Source material:
----

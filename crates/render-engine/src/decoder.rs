//! The frame decoder collaborator.

use image::RgbaImage;

use montage_common::{MontageError, MontageResult};
use montage_project_model::media::{AssetSource, StillFrame};

/// One decoded frame.
#[derive(Debug, Clone)]
pub struct DecodedFrame {
    pub image: RgbaImage,
    /// Source time the frame was actually taken from. May differ from the
    /// requested time when the decoder snaps to an addressable frame.
    pub actual_time_secs: f64,
}

/// Decodes single frames from clip sources.
///
/// Implementations fail with [`MontageError::NotDecodable`] when the frame
/// cannot be produced and [`MontageError::OutOfRange`] when the time lies
/// past the end of the source.
#[async_trait::async_trait]
pub trait FrameDecoder: Send + Sync {
    /// Decode the frame at `local_time_secs` of `source`.
    async fn decode_frame(
        &self,
        source: &AssetSource,
        local_time_secs: f64,
    ) -> MontageResult<DecodedFrame>;

    /// Decoder name, for logs.
    fn name(&self) -> &str;
}

/// Copy an in-memory still into an image buffer.
pub fn still_to_image(frame: &StillFrame) -> MontageResult<RgbaImage> {
    RgbaImage::from_raw(frame.width(), frame.height(), frame.pixels().to_vec()).ok_or_else(|| {
        MontageError::not_decodable(format!(
            "still frame buffer does not match {}x{}",
            frame.width(),
            frame.height()
        ))
    })
}
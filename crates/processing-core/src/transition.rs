//! Transition evaluation between adjacent main-track clips.
//!
//! Inside a transition window both clips are drawn. This module turns the
//! transition kind and its progress into per-layer modifications: an
//! opacity multiplier, a translation in units of the frame size, and a
//! reveal rectangle in normalized frame coordinates.

use serde::Serialize;

use montage_common::TimeRange;
use montage_project_model::region::Rect;
use montage_project_model::timeline::{Direction, TransitionKind};

/// Modifications applied to one layer during a transition.
#[derive(Debug, Clone, Copy, PartialEq, Serialize)]
pub struct LayerModification {
    /// Multiplied into the layer's opacity.
    pub opacity: f64,
    /// Translation as a fraction of the frame size.
    pub offset: [f64; 2],
    /// Only this part of the frame (normalized `[0, 1]`) shows the layer.
    pub reveal: Option<Rect>,
}

impl Default for LayerModification {
    fn default() -> Self {
        Self {
            opacity: 1.0,
            offset: [0.0, 0.0],
            reveal: None,
        }
    }
}

impl LayerModification {
    fn with_opacity(opacity: f64) -> Self {
        Self {
            opacity,
            ..Default::default()
        }
    }

    fn with_offset(offset: [f64; 2]) -> Self {
        Self {
            offset,
            ..Default::default()
        }
    }
}

/// Per-layer result of evaluating a transition.
#[derive(Debug, Clone, Copy, PartialEq, Serialize)]
pub struct TransitionEffect {
    pub outgoing: LayerModification,
    pub incoming: LayerModification,
}

/// Evaluate `kind` at `progress` (clamped to `[0, 1]`).
pub fn evaluate_transition(kind: TransitionKind, progress: f64) -> TransitionEffect {
    let p = if progress.is_nan() { 0.0 } else { progress.clamp(0.0, 1.0) };

    match kind {
        TransitionKind::Dissolve => TransitionEffect {
            outgoing: LayerModification::with_opacity(1.0 - p),
            incoming: LayerModification::with_opacity(p),
        },
        TransitionKind::Fade => fade(p),
        TransitionKind::Wipe { direction } => TransitionEffect {
            outgoing: LayerModification::default(),
            incoming: LayerModification {
                reveal: Some(wipe_reveal(p, direction)),
                ..Default::default()
            },
        },
        TransitionKind::Slide { direction } => {
            let (dx, dy) = unit(direction);
            TransitionEffect {
                outgoing: LayerModification::with_offset([dx * p, dy * p]),
                incoming: LayerModification::with_offset([-dx * (1.0 - p), -dy * (1.0 - p)]),
            }
        }
    }
}

/// Fade through black: the outgoing clip goes out in the first half, the
/// incoming clip comes in during the second.
fn fade(p: f64) -> TransitionEffect {
    if p < 0.5 {
        TransitionEffect {
            outgoing: LayerModification::with_opacity(1.0 - p * 2.0),
            incoming: LayerModification::with_opacity(0.0),
        }
    } else {
        TransitionEffect {
            outgoing: LayerModification::with_opacity(0.0),
            incoming: LayerModification::with_opacity((p - 0.5) * 2.0),
        }
    }
}

/// The revealed area grows from the edge opposite to `direction`.
fn wipe_reveal(p: f64, direction: Direction) -> Rect {
    match direction {
        Direction::Right => Rect::new(0.0, 0.0, p, 1.0),
        Direction::Left => Rect::new(1.0 - p, 0.0, p, 1.0),
        Direction::Down => Rect::new(0.0, 0.0, 1.0, p),
        Direction::Up => Rect::new(0.0, 1.0 - p, 1.0, p),
    }
}

fn unit(direction: Direction) -> (f64, f64) {
    match direction {
        Direction::Left => (-1.0, 0.0),
        Direction::Right => (1.0, 0.0),
        Direction::Up => (0.0, -1.0),
        Direction::Down => (0.0, 1.0),
    }
}

/// Progress of `t` through `window`, in `[0, 1]`.
///
/// A zero-length window is already complete.
pub fn progress_in(window: TimeRange, t: f64) -> f64 {
    if window.duration_secs <= 0.0 {
        return 1.0;
    }
    ((t - window.start_secs) / window.duration_secs).clamp(0.0, 1.0)
}
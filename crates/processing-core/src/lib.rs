//! Montage Processing Core
//!
//! Turns the editing model into per-time answers:
//! - **Geometry:** where a clip's source lands in the output frame
//! - **Composer:** which clips are active at a timeline time, and at what source time
//! - **Transitions:** per-layer opacity, offset, and reveal inside a transition window
//! - **Sampling:** evenly spaced snapshot times
//!
//! This crate is pure computation: no I/O and no decoding. All inputs are
//! data; all outputs are data.

pub mod composer;
pub mod geometry;
pub mod sampling;
pub mod transition;

pub use composer::{ActiveClip, ActiveOverlay, ActiveTransition, Resolution, TimelineComposer};
pub use geometry::{Affine2D, ClipPlacement, GeometryResolver, Placement};
pub use sampling::GeneratorRequest;
pub use transition::{evaluate_transition, LayerModification, TransitionEffect};

#[cfg(test)]
pub(crate) mod testing {
    //! Clip builders for unit tests.

    use std::sync::Arc;

    use montage_common::{MontageResult, TimeRange};
    use montage_project_model::clip::{Clip, ClipKind};
    use montage_project_model::media::{MediaContext, MediaInfo, MediaProbe, StillFrame};

    /// Every source is a one-minute 1280x720 video.
    struct MinuteProbe;

    impl MediaProbe for MinuteProbe {
        fn probe(&self, _uri: &str) -> MontageResult<MediaInfo> {
            Ok(MediaInfo {
                duration_secs: Some(60.0),
                width: 1280,
                height: 720,
                preferred_volume: None,
            })
        }
    }

    pub fn context() -> MediaContext {
        MediaContext::new(Arc::new(MinuteProbe))
    }

    /// A clip playing the first `duration` seconds of its source at speed 1.
    pub fn av_clip(ctx: &MediaContext, id: &str, duration: f64) -> Clip {
        let mut clip = Clip::open(ClipKind::AudioVideo, format!("{id}.mp4"), ctx).unwrap();
        clip.set_id(id);
        clip.set_trim_range(TimeRange::new(0.0, duration)).unwrap();
        clip.set_speed(1.0).unwrap();
        clip
    }

    pub fn image_clip(ctx: &MediaContext, id: &str, duration: f64) -> Clip {
        let frame = StillFrame::new(2, 2, vec![255; 16]).unwrap();
        let mut clip = Clip::from_image(frame, duration, ctx).unwrap();
        clip.set_id(id);
        clip
    }
}
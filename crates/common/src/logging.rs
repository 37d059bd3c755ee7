//! Logging and tracing initialization.

use std::fs::OpenOptions;
use std::sync::Mutex;

use tracing_subscriber::{fmt, EnvFilter};

use crate::config::LoggingConfig;

/// Initialize the tracing subscriber with the given configuration.
///
/// `RUST_LOG` overrides `config.level`. When `config.file` is set, log
/// lines are appended to that file instead of stderr; if the file cannot
/// be opened, logging falls back to stderr. Returns `false` when a global
/// subscriber was already installed.
pub fn init_logging(config: &LoggingConfig) -> bool {
    let env_filter =
        EnvFilter::try_from_default_env().unwrap_or_else(|_| EnvFilter::new(&config.level));

    let file = config.file.as_ref().and_then(|path| {
        OpenOptions::new()
            .create(true)
            .append(true)
            .open(path)
            .map_err(|e| eprintln!("montage: cannot open log file {}: {e}", path.display()))
            .ok()
    });

    let builder = fmt::Subscriber::builder()
        .with_env_filter(env_filter)
        .with_target(true)
        .with_thread_ids(false)
        .with_file(false)
        .with_line_number(false);

    let installed = match (config.json, file) {
        (true, Some(file)) => tracing::subscriber::set_global_default(
            builder.json().with_writer(Mutex::new(file)).finish(),
        ),
        (true, None) => tracing::subscriber::set_global_default(builder.json().finish()),
        (false, Some(file)) => tracing::subscriber::set_global_default(
            builder.with_ansi(false).with_writer(Mutex::new(file)).finish(),
        ),
        (false, None) => tracing::subscriber::set_global_default(builder.finish()),
    };

    installed.is_ok()
}

/// Map the CLI verbosity flag onto a filter string for this workspace's crates.
pub fn level_for_verbosity(verbose: bool) -> String {
    if verbose {
        "montage=debug,info".to_string()
    } else {
        "info".to_string()
    }
}
impl Clip {
    /// Open a clip from a local source.
    ///
    /// Audio/video sources must report a positive duration; image sources
    /// must report non-zero dimensions and get the context's default image
    /// duration. Any failure is a [`MontageError::Resource`].
    pub fn open(kind: ClipKind, uri: impl Into<String>, ctx: &MediaContext) -> MontageResult<Self> {
        let uri = uri.into();
        let info = ctx.probe().probe(&uri).map_err(|e| match e {
            MontageError::Resource { .. } => e,
            other => MontageError::resource(format!("cannot open {uri}: {other}")),
        })?;

        let source_size = Size::new(info.width as f64, info.height as f64);

        let (media, main_track_duration_secs) = match kind {
            ClipKind::AudioVideo => {
                let duration = info
                    .duration_secs
                    .filter(|d| d.is_finite() && *d > 0.0)
                    .ok_or_else(|| {
                        MontageError::resource(format!("{uri} does not report a playable duration"))
                    })?;
                let timing = AvTiming {
                    source_duration_secs: duration,
                    trim: TimeRange::from_duration(duration),
                    speed: 1.0,
                    volume: info.preferred_volume.unwrap_or(1.0).clamp(0.0, 1.0),
                };
                (ClipMedia::AudioVideo(timing), duration)
            }
            ClipKind::Image => {
                if source_size.is_empty() {
                    return Err(MontageError::resource(format!("{uri} is not a readable image")));
                }
                (ClipMedia::Image, ctx.image_duration_secs())
            }
        };

        tracing::debug!(%uri, ?kind, duration = main_track_duration_secs, "Opened clip");

        Ok(Self::assemble(
            kind,
            source_size,
            media,
            main_track_duration_secs,
            AssetLocation::Uri(uri),
            ctx,
        ))
    }

    /// Create an image clip from an in-memory frame shown for `duration_secs`.
    pub fn from_image(
        frame: StillFrame,
        duration_secs: f64,
        ctx: &MediaContext,
    ) -> MontageResult<Self> {
        if !duration_secs.is_finite() || duration_secs < 0.0 {
            return Err(MontageError::invalid_parameter(format!(
                "image duration must be a non-negative number of seconds, got {duration_secs}"
            )));
        }
        let source_size = Size::new(frame.width() as f64, frame.height() as f64);
        Ok(Self::assemble(
            ClipKind::Image,
            source_size,
            ClipMedia::Image,
            duration_secs,
            AssetLocation::Memory(frame),
            ctx,
        ))
    }

    /// Rebuild a clip from its persisted description, re-validating the source.
    pub fn from_spec(spec: &ClipSpec, ctx: &MediaContext) -> MontageResult<Self> {
        let uri = spec.source_uri.as_deref().ok_or_else(|| {
            MontageError::project(format!(
                "clip '{}' has no source; in-memory images cannot be restored",
                spec.id
            ))
        })?;

        let mut clip = Self::open(spec.kind, uri, ctx)?;
        clip.id = spec.id.clone();
        clip.source_region = spec.source_region;
        clip.dest_region = spec.dest_region;
        clip.set_rotation(spec.rotation)?;
        clip.scaling_mode = spec.scaling_mode;

        // Trim first: it sets speed against the full-length duration, and the
        // duration below then brings speed back to the saved value.
        if let Some(trim) = spec.trim {
            TimeMapper::set_trim_range(&mut clip, trim)?;
        }
        TimeMapper::set_main_track_duration(&mut clip, spec.main_track_duration_secs)?;
        if let Some(volume) = spec.volume {
            clip.set_volume(volume)?;
        }
        Ok(clip)
    }

    fn assemble(
        kind: ClipKind,
        source_size: Size,
        media: ClipMedia,
        main_track_duration_secs: f64,
        location: AssetLocation,
        ctx: &MediaContext,
    ) -> Self {
        let asset = AssetHandle::new(location);
        let subscription = Some(ctx.bus().subscribe(&asset));
        Self {
            id: String::new(),
            kind,
            source_size,
            source_region: SourceRegion::Full,
            dest_region: DestRegion::Full,
            rotation: 0.0,
            scaling_mode: ScalingMode::default(),
            main_track_duration_secs,
            media,
            asset,
            probe: ctx.probe().clone(),
            subscription,
        }
    }

    /// The persisted description of this clip.
    pub fn spec(&self) -> ClipSpec {
        ClipSpec {
            id: self.id.clone(),
            kind: self.kind,
            source_uri: self.source_uri().map(str::to_string),
            source_region: self.source_region,
            dest_region: self.dest_region,
            rotation: self.rotation,
            scaling_mode: self.scaling_mode,
            main_track_duration_secs: self.main_track_duration_secs,
            trim: self.trim_range(),
            volume: self.volume(),
        }
    }

    /// Re-acquire the decoder handle after an interruption.
    ///
    /// Public fields are never touched. Fails with
    /// [`MontageError::DecoderUnavailable`] if the source no longer resolves.
    pub fn refresh_asset(&self) -> MontageResult<()> {
        self.asset.refresh(self.probe.as_ref()).map(|generation| {
            tracing::debug!(id = %self.id, generation, "Clip asset refreshed");
        })
    }

    // --- identity and placement ---

    pub fn id(&self) -> &str {
        &self.id
    }

    pub fn set_id(&mut self, id: impl Into<String>) {
        self.id = id.into();
    }

    pub fn kind(&self) -> ClipKind {
        self.kind
    }

    pub fn capabilities(&self) -> Capabilities {
        self.kind.capabilities()
    }

    /// Local source path; `None` for in-memory images.
    pub fn source_uri(&self) -> Option<&str> {
        self.asset.uri()
    }

    /// Native size of the source content.
    pub fn source_size(&self) -> Size {
        self.source_size
    }

    pub fn source_region(&self) -> SourceRegion {
        self.source_region
    }

    pub fn set_source_region(&mut self, region: SourceRegion) {
        self.source_region = region;
    }

    pub fn dest_region(&self) -> DestRegion {
        self.dest_region
    }

    pub fn set_dest_region(&mut self, region: DestRegion) {
        self.dest_region = region;
    }

    /// Rotation in radians around the center of the destination region.
    pub fn rotation(&self) -> f64 {
        self.rotation
    }

    pub fn set_rotation(&mut self, radians: f64) -> MontageResult<()> {
        if !radians.is_finite() {
            return Err(MontageError::invalid_parameter("rotation must be finite"));
        }
        self.rotation = radians;
        Ok(())
    }

    pub fn scaling_mode(&self) -> ScalingMode {
        self.scaling_mode
    }

    pub fn set_scaling_mode(&mut self, mode: ScalingMode) {
        self.scaling_mode = mode;
    }

    // --- time ---

    /// Seconds this clip occupies on the main track.
    pub fn main_track_duration_secs(&self) -> f64 {
        self.main_track_duration_secs
    }

    /// See [`TimeMapper::set_main_track_duration`].
    pub fn set_main_track_duration(&mut self, secs: f64) -> MontageResult<()> {
        TimeMapper::set_main_track_duration(self, secs)
    }

    /// See [`TimeMapper::set_speed`].
    pub fn set_speed(&mut self, speed: f64) -> MontageResult<()> {
        TimeMapper::set_speed(self, speed)
    }

    /// See [`TimeMapper::set_trim_range`].
    pub fn set_trim_range(&mut self, range: TimeRange) -> MontageResult<Option<Diagnostic>> {
        TimeMapper::set_trim_range(self, range)
    }

    /// Total length of the source, audio/video only.
    pub fn source_duration_secs(&self) -> Option<f64> {
        self.timing().map(|t| t.source_duration_secs)
    }

    /// Used part of the source, audio/video only.
    pub fn trim_range(&self) -> Option<TimeRange> {
        self.timing().map(|t| t.trim)
    }

    /// Playback speed, audio/video only.
    pub fn speed(&self) -> Option<f64> {
        self.timing().map(|t| t.speed)
    }

    pub fn volume(&self) -> Option<f32> {
        self.timing().map(|t| t.volume)
    }

    pub fn set_volume(&mut self, volume: f32) -> MontageResult<()> {
        if !(0.0..=1.0).contains(&volume) {
            return Err(MontageError::invalid_parameter(format!(
                "volume must be within [0, 1], got {volume}"
            )));
        }
        match &mut self.media {
            ClipMedia::AudioVideo(timing) => {
                timing.volume = volume;
                Ok(())
            }
            ClipMedia::Image => Err(MontageError::invalid_parameter("image clips have no volume")),
        }
    }

    /// The in-memory frame of an image clip built with [`Clip::from_image`].
    pub fn still_frame(&self) -> Option<&StillFrame> {
        match self.asset.location() {
            AssetLocation::Memory(frame) => Some(frame),
            AssetLocation::Uri(_) => None,
        }
    }

    /// The shared decoder-facing handle.
    pub fn asset(&self) -> &Arc<AssetHandle> {
        &self.asset
    }

    pub(crate) fn timing(&self) -> Option<&AvTiming> {
        match &self.media {
            ClipMedia::AudioVideo(timing) => Some(timing),
            ClipMedia::Image => None,
        }
    }
}
//! Add a clip to a project's timeline.

use std::path::PathBuf;

use clap::Args;

use montage_common::{AppConfig, TimeRange};
use montage_project_model::{Clip, ClipKind, ScalingMode, Transition};

use super::{open_project, parse_transition};

#[derive(Debug, Args)]
pub struct AddArgs {
    /// Path to the project directory
    pub path: PathBuf,

    /// Media file to add
    pub source: PathBuf,

    /// Treat the source as a still image
    #[arg(long)]
    pub image: bool,

    /// Place the clip on an overlay track starting at this time (seconds)
    #[arg(long)]
    pub overlay_at: Option<f64>,

    /// Clip identifier (defaults to the file stem)
    #[arg(long)]
    pub id: Option<String>,

    /// Trim start within the source (seconds)
    #[arg(long, requires = "trim_duration")]
    pub trim_start: Option<f64>,

    /// Trim length within the source (seconds)
    #[arg(long, requires = "trim_start")]
    pub trim_duration: Option<f64>,

    /// Playback speed
    #[arg(long, conflicts_with = "duration")]
    pub speed: Option<f64>,

    /// Time the clip occupies on the timeline (seconds)
    #[arg(long)]
    pub duration: Option<f64>,

    /// Scaling mode: none, fit, fill or stretch
    #[arg(long, default_value = "fit")]
    pub scaling: String,

    /// Transition into this clip from the previous main-track clip
    /// (dissolve, fade, wipe-<dir>, slide-<dir>)
    #[arg(long)]
    pub transition: Option<String>,

    /// Transition length (seconds)
    #[arg(long, default_value = "0.5")]
    pub transition_secs: f64,
}

pub fn run(config: &AppConfig, args: AddArgs) -> anyhow::Result<()> {
    let mut open = open_project(config, &args.path)?;
    let ctx = super::media_context(config, open.backend.clone());

    let source = std::fs::canonicalize(&args.source)
        .map_err(|e| anyhow::anyhow!("Cannot read {}: {e}", args.source.display()))?;
    let kind = if args.image {
        ClipKind::Image
    } else {
        ClipKind::AudioVideo
    };

    let mut clip = Clip::open(kind, source.to_string_lossy().to_string(), &ctx)
        .map_err(|e| anyhow::anyhow!("Failed to open clip: {e}"))?;
    let id = args.id.clone().unwrap_or_else(|| {
        source
            .file_stem()
            .map(|s| s.to_string_lossy().to_string())
            .unwrap_or_else(|| format!("clip-{}", open.timeline.main_track().len()))
    });
    clip.set_id(id);
    clip.set_scaling_mode(parse_scaling(&args.scaling)?);

    if let (Some(start), Some(duration)) = (args.trim_start, args.trim_duration) {
        if let Some(diagnostic) = clip.set_trim_range(TimeRange::new(start, duration))? {
            println!("[WARN] {diagnostic}");
        }
    }
    if let Some(speed) = args.speed {
        clip.set_speed(speed)?;
    }
    if let Some(duration) = args.duration {
        clip.set_main_track_duration(duration)?;
    }

    let label = clip.id().to_string();
    let length = clip.main_track_duration_secs();
    match args.overlay_at {
        Some(start) => {
            open.timeline.add_overlay(clip, start)?;
            println!("Added overlay '{label}' at {start:.2}s ({length:.2}s)");
        }
        None => {
            if let Some(name) = &args.transition {
                let previous = open.timeline.main_track().len().checked_sub(1).ok_or_else(|| {
                    anyhow::anyhow!("A transition needs a previous main-track clip")
                })?;
                let transition = Transition::new(parse_transition(name)?, args.transition_secs)?;
                open.timeline.set_transition(previous, Some(transition))?;
            }
            open.timeline.push_main(clip);
            println!(
                "Added main-track clip '{label}' at position {} ({length:.2}s)",
                open.timeline.main_track().len() - 1
            );
        }
    }

    open.project.store_timeline(&open.timeline);
    open.project
        .save()
        .map_err(|e| anyhow::anyhow!("Failed to save project: {e}"))?;

    tracing::info!(project = %open.project.root.display(), clip = %label, "Timeline updated");
    Ok(())
}

fn parse_scaling(value: &str) -> anyhow::Result<ScalingMode> {
    match value.to_ascii_lowercase().as_str() {
        "none" => Ok(ScalingMode::None),
        "fit" => Ok(ScalingMode::Fit),
        "fill" => Ok(ScalingMode::Fill),
        "stretch" => Ok(ScalingMode::Stretch),
        other => anyhow::bail!("Unknown scaling mode '{other}'"),
    }
}
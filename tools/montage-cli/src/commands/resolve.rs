//! Show what is active at one timeline time.

use std::path::PathBuf;

use montage_common::AppConfig;
use montage_processing_core::{GeometryResolver, TimelineComposer};

use super::open_project;

pub fn run(config: &AppConfig, path: PathBuf, time: f64, json: bool) -> anyhow::Result<()> {
    let open = open_project(config, &path)?;
    let composer = TimelineComposer::new(open.timeline);

    let resolution = composer
        .resolve(time)
        .map_err(|e| anyhow::anyhow!("Cannot resolve {time}s: {e}"))?;

    if json {
        println!("{}", serde_json::to_string_pretty(&resolution)?);
        return Ok(());
    }

    let timeline = composer.timeline();
    println!("At {:.3}s:", resolution.time_secs);

    let main = &resolution.main;
    let clip = &timeline.main_track()[main.index].clip;
    let placed = GeometryResolver::resolve_clip(clip, timeline.render_size);
    println!(
        "  Main: [{}] {} at {:.3}s (visible {:?})",
        main.index,
        main.id,
        main.local_time_secs,
        placed.placement.visible.to_array()
    );

    if let Some(transition) = &resolution.transition {
        println!(
            "  Transition: {:?} from [{}] {} at {:.3}s, {:.0}% done",
            transition.kind,
            transition.outgoing.index,
            transition.outgoing.id,
            transition.outgoing.local_time_secs,
            transition.progress * 100.0
        );
    }

    for overlay in &resolution.overlays {
        println!(
            "  Overlay: [{}] {} at {:.3}s",
            overlay.index, overlay.id, overlay.local_time_secs
        );
    }

    Ok(())
}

----

Your instructions: Go through the material above, and wherever a line holds the word "verbose", copy it.

Written reply:
pub fn level_for_verbosity(verbose: bool) -> String {
    if verbose {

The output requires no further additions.